Choice, as defined at the top of my previous post, is not inherently evil.

I am not going to take on state and federal intentions so you can watch me dance. This is more important than your game.

vern humphrey:

“First of all, abortions due to incest or rape make up only about 1 1/2% of all abortions.”: your point?

Allowing a woman to decide whether or not to have an abortion is not demanding “a death sentence for an innocent victim”. I’m not even talking about killing, vern, I’m talking about making a decision. Good grief.
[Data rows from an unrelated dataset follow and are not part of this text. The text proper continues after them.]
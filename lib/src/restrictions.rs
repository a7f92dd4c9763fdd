use crate::data::normalize_letter;
use crate::data::WORD_LENGTH;
use crate::parser::QueryParser;
use crate::parser::DEFAULT_PLACEHOLDER;
use crate::results::Check;
use crate::results::WordFinderError;
use std::collections::BTreeSet;
use std::fmt;
use std::iter::zip;
use std::result::Result;

/// Letters that must be at specific locations in the word.
#[derive(Debug, Default, PartialEq, Eq, Clone, Copy, Hash)]
#[cfg_attr(feature = "serde", derive(serde::Serialize, serde::Deserialize))]
pub struct Pattern {
    slots: [Option<char>; WORD_LENGTH],
}

impl Pattern {
    /// Creates a pattern with every slot unknown.
    pub fn new() -> Pattern {
        Pattern::default()
    }

    /// Creates a pattern from the given slots, normalizing each known letter.
    pub fn from_slots(slots: [Option<char>; WORD_LENGTH]) -> Pattern {
        Pattern {
            slots: slots.map(|slot| slot.map(normalize_letter)),
        }
    }

    /// Returns the letter fixed at the given zero-based index, if any.
    pub fn get(&self, index: usize) -> Option<char> {
        self.slots.get(index).copied().flatten()
    }

    /// Fixes the letter at the given zero-based index.
    pub fn set(&mut self, index: usize, letter: char) -> Result<(), WordFinderError> {
        match self.slots.get_mut(index) {
            Some(slot) => {
                *slot = Some(normalize_letter(letter));
                Ok(())
            }
            None => Err(WordFinderError::InvalidPosition(index + 1)),
        }
    }

    /// Copies every known slot from `other` into this pattern. Unknown slots in `other` leave
    /// this pattern unchanged.
    pub fn merge(&mut self, other: &Pattern) {
        for (slot, other_slot) in zip(self.slots.iter_mut(), other.slots.iter()) {
            if other_slot.is_some() {
                *slot = *other_slot;
            }
        }
    }

    /// Returns `true` iff no slot is known.
    pub fn is_empty(&self) -> bool {
        self.slots.iter().all(Option::is_none)
    }

    /// Iterates over the known slots as (zero-based index, letter).
    pub fn letters(&self) -> impl Iterator<Item = (usize, char)> + '_ {
        self.slots
            .iter()
            .enumerate()
            .filter_map(|(index, slot)| slot.map(|letter| (index, letter)))
    }

    /// Returns `true` iff the word has every known letter at its location.
    pub fn is_satisfied_by(&self, word: &str) -> bool {
        zip(self.slots.iter(), word.chars())
            .all(|(slot, letter)| slot.map_or(true, |expected| expected == letter))
    }

    /// Renders the pattern using the given placeholder for unknown slots.
    pub fn render(&self, placeholder: char) -> String {
        self.slots
            .iter()
            .map(|slot| slot.unwrap_or(placeholder))
            .collect()
    }
}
A rape victim’s choices are as wide and broad as the choices available to any other human being.

CHOOSING LIFE IS A ALSO A CHOICE MADE OF GOD-GIVEN FREE WILL. Why assume that every woman who experiences an unexpected pregnancy and explores the option of abortion will choose abortion?

I can’t respond to your final question because I don’t understand it.

Verisimilitude:

In my 4th pregnancy I experienced quickening at a little over 4 months. I did not consider abortion because I had planned this baby. But that was my “magic moment”, if you must know. I think it’s fair to acknowledge that many women don’t get a “magic moment” and that my personal “magic moment” would be meaningless to them.

The mother of a born baby also has choice. Ask Susan Smith or Andrea Davis, if you’re looking for an answer to whether or not a woman can make the choice to kill her children. These women, however, are not afforded any protection under the law. Abortion is protected under U.S. law. How do I feel about any of this? Disheartened, still, by the need for abortion, set up by circumstances which may or may not have their roots in irresponsibility. Also dismayed at the fact that our government seems not to take treatment for mental illness very seriously. Sad, also, that so many folks believe that unwanted pregnancy is the natural byproduct of wanton, Godless behavior.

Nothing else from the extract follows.